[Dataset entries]
Segment Open
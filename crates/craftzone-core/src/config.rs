//! Configuration loading and typed config structures for Craftzone.
//!
//! The canonical configuration lives in `craftzone-config.yaml`. This module
//! defines strongly-typed structs that mirror the YAML structure, a loader,
//! and [`TrackerConfig::validated`], which clamps out-of-range values with a
//! warning instead of rejecting them.

use std::path::Path;

use serde::Deserialize;
use tracing::warn;

/// Smallest scan distance the tracker will accept, in meters.
pub const MIN_BASE_DISTANCE_METERS: f32 = 3.0;

/// Highest host tick rate the tracker will accept.
pub const MAX_TARGET_FRAME_RATE: u32 = 1000;

/// Errors that can occur when loading configuration.
#[derive(Debug, thiserror::Error)]
pub enum ConfigError {
    /// Failed to read the configuration file from disk.
    #[error("failed to read config file: {source}")]
    Io {
        /// The underlying I/O error.
        #[from]
        source: std::io::Error,
    },

    /// Failed to parse YAML content.
    #[error("failed to parse config YAML: {source}")]
    Yaml {
        /// The underlying YAML parse error.
        source: serde_yml::Error,
    },
}

impl From<serde_yml::Error> for ConfigError {
    fn from(source: serde_yml::Error) -> Self {
        Self::Yaml { source }
    }
}

/// Top-level configuration.
///
/// Mirrors the structure of `craftzone-config.yaml`. Every field has a
/// default, so an empty file is a valid configuration.
#[derive(Debug, Clone, Default, PartialEq, Deserialize)]
pub struct CraftzoneConfig {
    /// Membership tracking and pass scheduling.
    #[serde(default)]
    pub tracker: TrackerConfig,

    /// Logging configuration.
    #[serde(default)]
    pub logging: LoggingConfig,

    /// Simulated host parameters (engine binary only).
    #[serde(default)]
    pub simulation: SimulationConfig,
}

impl CraftzoneConfig {
    /// Load configuration from a YAML file at the given path.
    ///
    /// # Errors
    ///
    /// Returns [`ConfigError::Io`] if the file cannot be read, or
    /// [`ConfigError::Yaml`] if the content is not valid YAML.
    pub fn from_file(path: &Path) -> Result<Self, ConfigError> {
        let contents = std::fs::read_to_string(path)?;
        Self::parse(&contents)
    }

    /// Parse configuration from a YAML string.
    ///
    /// # Errors
    ///
    /// Returns [`ConfigError::Yaml`] if the string is not valid YAML.
    pub fn parse(yaml: &str) -> Result<Self, ConfigError> {
        if yaml.trim().is_empty() {
            return Ok(Self::default());
        }
        let config: Self = serde_yml::from_str(yaml)?;
        Ok(config)
    }
}

/// Tracker options: scan cadence, scan distance, and notices.
#[derive(Debug, Clone, PartialEq, Deserialize)]
pub struct TrackerConfig {
    /// Seconds between the starts of two scan passes. Must be positive.
    #[serde(default = "default_update_interval_seconds")]
    pub update_interval_seconds: f64,

    /// How far from a zone's structures an agent still counts as inside it.
    #[serde(default = "default_base_distance_meters")]
    pub base_distance_meters: f32,

    /// Tell a fixture's owner, once per session, that its range now covers
    /// the whole zone.
    #[serde(default = "default_true")]
    pub notify_on_build: bool,

    /// Tell an agent when its queued crafts are cancelled by a level drop.
    #[serde(default = "default_true")]
    pub notify_on_craft_cancel: bool,

    /// Host ticks per second; used to pace passes.
    #[serde(default = "default_target_frame_rate")]
    pub target_frame_rate: u32,

    /// Headroom multiplier applied to per-tick pass capacity, in `(0, 1]`.
    #[serde(default = "default_pass_safety_factor")]
    pub pass_safety_factor: f64,
}

impl Default for TrackerConfig {
    fn default() -> Self {
        Self {
            update_interval_seconds: default_update_interval_seconds(),
            base_distance_meters: default_base_distance_meters(),
            notify_on_build: true,
            notify_on_craft_cancel: true,
            target_frame_rate: default_target_frame_rate(),
            pass_safety_factor: default_pass_safety_factor(),
        }
    }
}

impl TrackerConfig {
    /// Clamp every option into its sane range, logging a warning for each
    /// value that had to change. Never fails.
    #[must_use]
    pub fn validated(mut self) -> Self {
        if !(self.update_interval_seconds.is_finite() && self.update_interval_seconds > 0.0) {
            warn!(
                supplied = self.update_interval_seconds,
                using = default_update_interval_seconds(),
                "update_interval_seconds must be positive, using default"
            );
            self.update_interval_seconds = default_update_interval_seconds();
        }

        if self.base_distance_meters.is_nan() || self.base_distance_meters < MIN_BASE_DISTANCE_METERS
        {
            warn!(
                supplied = self.base_distance_meters,
                minimum = MIN_BASE_DISTANCE_METERS,
                "base_distance_meters below minimum, clamping"
            );
            self.base_distance_meters = MIN_BASE_DISTANCE_METERS;
        }

        if self.target_frame_rate == 0 {
            warn!(
                using = default_target_frame_rate(),
                "target_frame_rate must be at least 1, using default"
            );
            self.target_frame_rate = default_target_frame_rate();
        }

        if self.target_frame_rate > MAX_TARGET_FRAME_RATE {
            warn!(
                supplied = self.target_frame_rate,
                maximum = MAX_TARGET_FRAME_RATE,
                "target_frame_rate above maximum, clamping"
            );
            self.target_frame_rate = MAX_TARGET_FRAME_RATE;
        }

        if !(self.pass_safety_factor > 0.0 && self.pass_safety_factor <= 1.0) {
            warn!(
                supplied = self.pass_safety_factor,
                using = default_pass_safety_factor(),
                "pass_safety_factor must be in (0, 1], using default"
            );
            self.pass_safety_factor = default_pass_safety_factor();
        }

        self
    }
}

/// Logging configuration.
#[derive(Debug, Clone, PartialEq, Eq, Deserialize)]
pub struct LoggingConfig {
    /// Log level filter used when `RUST_LOG` is unset.
    #[serde(default = "default_log_level")]
    pub level: String,
}

impl Default for LoggingConfig {
    fn default() -> Self {
        Self {
            level: default_log_level(),
        }
    }
}

/// Parameters for the simulated host run by the engine binary.
#[derive(Debug, Clone, PartialEq, Deserialize)]
pub struct SimulationConfig {
    /// Stop after this many host ticks (0 = run until interrupted).
    #[serde(default)]
    pub max_ticks: u64,

    /// Random seed for agent placement and movement.
    #[serde(default = "default_seed")]
    pub seed: u64,

    /// Number of agents to connect at startup.
    #[serde(default = "default_agent_count")]
    pub agent_count: u32,

    /// Maximum distance an agent wanders per host tick.
    #[serde(default = "default_wander_step_meters")]
    pub wander_step_meters: f32,
}

impl Default for SimulationConfig {
    fn default() -> Self {
        Self {
            max_ticks: 0,
            seed: default_seed(),
            agent_count: default_agent_count(),
            wander_step_meters: default_wander_step_meters(),
        }
    }
}

// ---------------------------------------------------------------------------
// Default value functions (serde default requires named functions)
// ---------------------------------------------------------------------------

const fn default_update_interval_seconds() -> f64 {
    3.0
}

const fn default_base_distance_meters() -> f32 {
    MIN_BASE_DISTANCE_METERS
}

const fn default_target_frame_rate() -> u32 {
    60
}

const fn default_pass_safety_factor() -> f64 {
    0.9
}

fn default_log_level() -> String {
    "info".to_owned()
}

const fn default_seed() -> u64 {
    42
}

const fn default_agent_count() -> u32 {
    24
}

const fn default_wander_step_meters() -> f32 {
    0.5
}

const fn default_true() -> bool {
    true
}

#[cfg(test)]
#[allow(clippy::unwrap_used, clippy::float_cmp)]
mod tests {
    use super::*;

    #[test]
    fn default_config_is_valid() {
        let config = CraftzoneConfig::default();
        assert_eq!(config.tracker.update_interval_seconds, 3.0);
        assert_eq!(config.tracker.base_distance_meters, MIN_BASE_DISTANCE_METERS);
        assert!(config.tracker.notify_on_build);
        assert!(config.tracker.notify_on_craft_cancel);
        assert_eq!(config.tracker.target_frame_rate, 60);
        assert_eq!(config.logging.level, "info");
        assert_eq!(config.tracker.clone().validated(), config.tracker);
    }

    #[test]
    fn parse_full_yaml() {
        let yaml = r#"
tracker:
  update_interval_seconds: 1.5
  base_distance_meters: 8.0
  notify_on_build: false
  notify_on_craft_cancel: true
  target_frame_rate: 30
  pass_safety_factor: 0.75

logging:
  level: "debug"

simulation:
  max_ticks: 600
  seed: 7
  agent_count: 5
  wander_step_meters: 1.0
"#;
        let config = CraftzoneConfig::parse(yaml).unwrap();
        assert_eq!(config.tracker.update_interval_seconds, 1.5);
        assert_eq!(config.tracker.base_distance_meters, 8.0);
        assert!(!config.tracker.notify_on_build);
        assert_eq!(config.tracker.target_frame_rate, 30);
        assert_eq!(config.logging.level, "debug");
        assert_eq!(config.simulation.max_ticks, 600);
        assert_eq!(config.simulation.agent_count, 5);
    }

    #[test]
    fn parse_minimal_yaml() {
        let config = CraftzoneConfig::parse("tracker:\n  notify_on_build: false\n").unwrap();
        assert!(!config.tracker.notify_on_build);
        assert_eq!(config.tracker.update_interval_seconds, 3.0);
        assert_eq!(config.simulation.seed, 42);
    }

    #[test]
    fn parse_empty_yaml() {
        assert_eq!(CraftzoneConfig::parse("").unwrap(), CraftzoneConfig::default());
    }

    #[test]
    fn short_distance_is_clamped_to_floor() {
        let cfg = TrackerConfig {
            base_distance_meters: 1.0,
            ..TrackerConfig::default()
        }
        .validated();
        assert_eq!(cfg.base_distance_meters, MIN_BASE_DISTANCE_METERS);

        let cfg = TrackerConfig {
            base_distance_meters: 12.0,
            ..TrackerConfig::default()
        }
        .validated();
        assert_eq!(cfg.base_distance_meters, 12.0);
    }

    #[test]
    fn nonsense_values_fall_back_to_defaults() {
        let cfg = TrackerConfig {
            update_interval_seconds: -2.0,
            target_frame_rate: 0,
            pass_safety_factor: 1.7,
            ..TrackerConfig::default()
        }
        .validated();
        assert_eq!(cfg.update_interval_seconds, 3.0);
        assert_eq!(cfg.target_frame_rate, 60);
        assert_eq!(cfg.pass_safety_factor, 0.9);
    }

    #[test]
    fn huge_frame_rate_is_clamped_to_maximum() {
        let cfg = TrackerConfig {
            target_frame_rate: u32::MAX,
            ..TrackerConfig::default()
        }
        .validated();
        assert_eq!(cfg.target_frame_rate, MAX_TARGET_FRAME_RATE);

        let at_limit = TrackerConfig {
            target_frame_rate: MAX_TARGET_FRAME_RATE,
            ..TrackerConfig::default()
        };
        assert_eq!(at_limit.clone().validated(), at_limit);
    }
}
Segment Closed
Look through the lines above and collect those with the word "LoggingConfig".

§ Result of the task:
    pub logging: LoggingConfig,
pub struct LoggingConfig {
impl Default for LoggingConfig {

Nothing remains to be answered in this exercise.